I fracking hate discord. People use it for everything now, not just gaming, for the convenience of an easy to use cross-platform application. Almost every message board on the internet has been deserted and moved to discord. And it makes it so difficult to find anything useful. Every time I want to find something there I feel as if no matter how much time I spend using the search I'm never going to find it. And when I ask I feel as if the same question has probably been asked hundreds of times before and makes me feel dumb for not being able to find the answer. If you read the messages as they arrive, with just a couple of channels that you follow, your day is gone and you can't do anything else. Of course it makes it convenient not having to create an account for each website like before, but so does the fediverse.
My main thought about discord is that the UX doesn't work well for me. It is primarily focused on "communities" which I've never had the desire to organize my life into. I have a "server" that we use for chat during games because everyone knows it but then I have to do a couple clicks to switch to my friends "server" to see a new message, then a couple clicks back. Having two conversions in different communities is incredibly painful. There is also just as much awkwardness if you want to swap between DMs as well.

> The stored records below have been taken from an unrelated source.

//! # Quotation Model
//!
//! The input representation for the composer. Everything here is plain data
//! handed over by the surrounding application after it has fetched and
//! authorized it; the composer never goes back for more.
//!
//! Field names follow the records the sales application stores, so a
//! quotation row, its line items and the user profile can be serialized
//! straight into a [`QuotationRequest`].

use serde::{Deserialize, Serialize};

/// Everything needed to compose one quotation document.
#[derive(Debug, Clone, Serialize, Deserialize)]
pub struct QuotationRequest {
    pub quotation: Quotation,

    /// Line items in page order. Item 0 shares page 1 with the bill-to block.
    #[serde(default)]
    pub items: Vec<LineItem>,

    #[serde(default)]
    pub settings: CompanySettings,

    /// The salesperson who authored the quotation.
    #[serde(default)]
    pub user: UserProfile,

    /// Custom terms. `None` or empty means the built-in default set.
    #[serde(default, alias = "selectedTerms")]
    pub terms: Option<Vec<Term>>,

    #[serde(default)]
    pub currency: Currency,

    /// Validity chosen at export time, takes precedence over the stored one.
    #[serde(default, alias = "validityData")]
    pub validity: Option<ValidityOverride>,
}

impl QuotationRequest {
    /// The terms that will actually be printed.
    pub fn effective_terms(&self) -> Vec<Term> {
        match &self.terms {
            Some(terms) if !terms.is_empty() => terms.clone(),
            _ => default_terms(),
        }
    }

    /// File name offered for download: `<quotation_number>_Quotation.pdf`.
    pub fn file_name(&self) -> String {
        format!("{}_Quotation.pdf", self.quotation.quotation_number)
    }
}

/// The quotation header record.
#[derive(Debug, Clone, Default, Serialize, Deserialize)]
pub struct Quotation {
    #[serde(default)]
    pub id: String,
    pub quotation_number: String,
    pub customer_name: String,
    #[serde(default)]
    pub customer_address: Option<String>,
    /// Creation timestamp: `YYYY-MM-DD` or RFC 3339.
    #[serde(default)]
    pub created_at: Option<String>,
    /// Stored validity date: `YYYY-MM-DD` or RFC 3339.
    #[serde(default)]
    pub validity_date: Option<String>,
    /// Stored validity as an offset in days from creation.
    #[serde(default)]
    pub validity_days: Option<i64>,
}

/// Validity picked in the export dialog.
#[derive(Debug, Clone, Default, Serialize, Deserialize)]
pub struct ValidityOverride {
    #[serde(default, alias = "validityDate")]
    pub validity_date: Option<String>,
    #[serde(default, alias = "validityDays")]
    pub validity_days: Option<i64>,
}

/// Output currency. Only affects labels and number grouping; no conversion.
#[derive(Debug, Clone, Copy, Default, PartialEq, Eq, Serialize, Deserialize)]
pub enum Currency {
    #[default]
    #[serde(rename = "INR")]
    Inr,
    #[serde(rename = "USD")]
    Usd,
}

impl Currency {
    /// Code shown in the price column header.
    pub fn code(&self) -> &'static str {
        match self {
            Currency::Inr => "INR",
            Currency::Usd => "USD",
        }
    }
}

/// One catalog product inside a quotation.
#[derive(Debug, Clone, Default, Serialize, Deserialize)]
pub struct LineItem {
    pub id: String,
    pub name: String,
    #[serde(default)]
    pub description: String,
    /// Unit price before add-ons.
    pub price: f64,
    #[serde(default, alias = "selectedAddons")]
    pub selected_addons: Option<Vec<Addon>>,
    #[serde(default)]
    pub image_url: Option<String>,
    #[serde(default)]
    pub image_format: ImageFormat,
    #[serde(default)]
    pub features: Option<Vec<String>>,
    #[serde(default)]
    pub specs: Option<Vec<Spec>>,
}

impl LineItem {
    /// Unit price plus every selected add-on.
    pub fn total_price(&self) -> f64 {
        let addons: f64 = self.addons().iter().map(|a| a.price).sum();
        self.price + addons
    }

    pub fn addons(&self) -> &[Addon] {
        self.selected_addons.as_deref().unwrap_or(&[])
    }

    /// Features to print, falling back to the stock list when none are set.
    pub fn effective_features(&self) -> Vec<String> {
        match &self.features {
            Some(features) if !features.is_empty() => features.clone(),
            _ => DEFAULT_FEATURES.iter().map(|f| f.to_string()).collect(),
        }
    }
}

/// An optional accessory sold with an item.
#[derive(Debug, Clone, Default, Serialize, Deserialize)]
pub struct Addon {
    pub name: String,
    #[serde(default)]
    pub price: f64,
}

/// A key/value specification line.
#[derive(Debug, Clone, Default, Serialize, Deserialize)]
pub struct Spec {
    pub key: String,
    #[serde(default)]
    pub value: String,
}

/// How an item's image sits relative to its feature list.
#[derive(Debug, Clone, Copy, Default, PartialEq, Eq, Serialize, Deserialize)]
#[serde(rename_all = "lowercase")]
pub enum ImageFormat {
    /// Image centered under the description, features full width below it.
    #[default]
    Wide,
    /// Features in a left column, image in a right column.
    Tall,
}

/// Company-wide settings.
#[derive(Debug, Clone, Default, Serialize, Deserialize)]
pub struct CompanySettings {
    #[serde(default)]
    pub company_name: Option<String>,
}

/// Profile of the authoring salesperson.
#[derive(Debug, Clone, Default, Serialize, Deserialize)]
pub struct UserProfile {
    #[serde(default)]
    pub full_name: Option<String>,
    #[serde(default)]
    pub phone: Option<String>,
}

/// A single terms-and-conditions entry.
#[derive(Debug, Clone, PartialEq, Serialize, Deserialize)]
pub struct Term {
    pub title: String,
    pub text: String,
}

impl Term {
    pub fn new(title: &str, text: &str) -> Self {
        Self {
            title: title.to_string(),
            text: text.to_string(),
        }
    }
}

/// Printed for items whose feature list is missing or empty.
pub const DEFAULT_FEATURES: [&str; 11] = [
    "Accurate method for determining the strength of antibiotic material",
    "Microprocessor based design",
    "Average of Vertical diameter & Horizontal diameter of inhibited zone",
    "Magnified image of inhibited zone is clearly visible on the prism Screen",
    "Calibration facility with certified coins",
    "Inbuilt thermal printer",
    "Parallel printer port & RS 232 port for taking Test Printer Report",
    "Password protection for Real Time Clock",
    "Membrane Keypad for easy operation",
    "Complies to cGMP (MOC-stainless steel -304 & Stainless Steel-316)",
    "IQ/OQ Documentation",
];

/// The standard terms printed when the caller supplies none.
pub fn default_terms() -> Vec<Term> {
    vec![
        Term::new("Packaging & Forwarding", "Extra As Applicable"),
        Term::new("Freight", "To Pay / Extra as applicable"),
        Term::new(
            "DELIVERY",
            "We deliver the order in 3-4 Weeks from the date of receipt of purchase order",
        ),
        Term::new("INSTALLATION", "Fees extra as applicable"),
        Term::new(
            "PAYMENT",
            "100% payment at the time of proforma invoice prior to dispatch.",
        ),
        Term::new("WARRANTY", "One year warranty from the date of dispatch"),
        Term::new(
            "GOVERNING LAW",
            "These Terms and Conditions and any action related hereto shall be governed, controlled, interpreted and defined by and under the laws of the State of Telangana",
        ),
        Term::new(
            "MODIFICATION",
            "Any modification of these Terms and Conditions shall be valid only if it is in writing and signed by the authorized representatives of both Supplier and Customer.",
        ),
    ]
}

#[cfg(test)]
mod tests {
    use super::*;

    #[test]
    fn test_total_price_adds_addons() {
        let item = LineItem {
            price: 1000.0,
            selected_addons: Some(vec![
                Addon { name: "Stand".into(), price: 250.5 },
                Addon { name: "Printer".into(), price: 99.25 },
            ]),
            ..Default::default()
        };
        assert!((item.total_price() - 1349.75).abs() < 1e-9);
    }

    #[test]
    fn test_features_fall_back_when_empty() {
        let mut item = LineItem::default();
        assert_eq!(item.effective_features().len(), 11);
        item.features = Some(vec![]);
        assert_eq!(item.effective_features()[0], DEFAULT_FEATURES[0]);
        item.features = Some(vec!["Own feature".into()]);
        assert_eq!(item.effective_features(), vec!["Own feature".to_string()]);
    }

    #[test]
    fn test_request_deserializes_app_field_names() {
        let json = r#"{
            "quotation": { "quotation_number": "Q-7", "customer_name": "Acme" },
            "items": [{
                "id": "i1", "name": "Zone Reader", "price": 10,
                "selectedAddons": [{ "name": "Stand", "price": 2 }],
                "image_format": "tall"
            }],
            "currency": "USD",
            "selectedTerms": [{ "title": "1. Freight", "text": "Extra" }],
            "validityData": { "validityDays": 15 }
        }"#;
        let req: QuotationRequest = serde_json::from_str(json).unwrap();
        assert_eq!(req.currency, Currency::Usd);
        assert_eq!(req.items[0].image_format, ImageFormat::Tall);
        assert_eq!(req.items[0].addons().len(), 1);
        assert_eq!(req.validity.as_ref().unwrap().validity_days, Some(15));
        assert_eq!(req.effective_terms().len(), 1);
    }

    #[test]
    fn test_defaults() {
        let json = r#"{ "quotation": { "quotation_number": "Q-1", "customer_name": "A" } }"#;
        let req: QuotationRequest = serde_json::from_str(json).unwrap();
        assert_eq!(req.currency, Currency::Inr);
        assert!(req.items.is_empty());
        assert_eq!(req.effective_terms().len(), 8);
        assert_eq!(req.file_name(), "Q-1_Quotation.pdf");
    }
}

For me I much prefer the Element, Facebook Messenger, WhatsApp... approach where I just have rooms in a big long list (or sorted in a way that works for me). I don't like this Discord, Slack forced 2-level hierarchy. I actually think Matrix+Element is killing it here with Spaces. Spaces provide a lot of the good parts of the Discord Server or Slack Workspace while still allowing you to get a big long list of rooms so that switching between a DM, room in one community and a room in a different one. You can even just link all of the rooms you are interested in to a private space to organize them however you want. I can't wait for them to have a bit more time to polish the UX here.
I also don't see the draw of separated voice and text channels. You always end up needing to share links or images anyways and have to awkwardly explain what channel you dumped it in. Eventually this leads to the #voice-spam
channel which is effectively creating a voice+text channel with an awkward UX because the software doesn't actually know that they are linked.
I also don't get why people like doing a lot of communication in chat over things like websites and forms. Especially for communities like speedrunning where it is actually nice to have documentation on strategies. They end up getting asked the same question every day then get mad that people didn't read the 8th pinned entry in the 3rd FAQ room (which of course isn't visible to Google). I guess it does create a "friendlier" atmosphere in theory since everyone is constantly helping everyone, but again, not my preference.
But these are all UX arguments that don't work for me. They appear to resonate well with a wide group of people so I guess it is me who is "wrong" here. Of course that doesn't mean that I won't continue to avoid it.
UX aside I don't like that it is centralized. I definitely try to stick to decentralized services where possible so that I am not beholden to the whim of a single operator.
Most of the other complains I see don't bother me:
- phone number requirement: IIUC this is up to the mods of a particular community. I'm 99% sure that Discord doesn't have my number. I don't blame Discord for providing the option. It is also hard to blame mods for using it when it clearly solves real problems that they have. (It significantly reduces spam)
- Pedos, MAPs, groomers, razor sharp edgy kids, cyberbullying etc: Meh, I'm a fan of free speech. These people are going to chat somewhere so I don't see why it can't be the same software that I use. It isn't like discord is a single chat room where you need to see all of this stuff. Just don't hang out in communities that allow this stuff.
I think the main upside is that it is easy enough to use that most people can't figure it out quickly without any help. That is an important point for any popular service. Unfortunately Element Android is still about 50% unguided success rate from my experience. I hope they keep streamlining it.
arthur@lemmy.ml 2 years ago
I find myself comparing Discord to Element/Matrix. In terms of features and in some cases usability Discord is light years ahead. However is lack of federation and it's closed source nature make it an unappealing option.
The way it handles screen sharing and video chat is really nice. I hope that's something that element or even Jitsi could eventually replicate.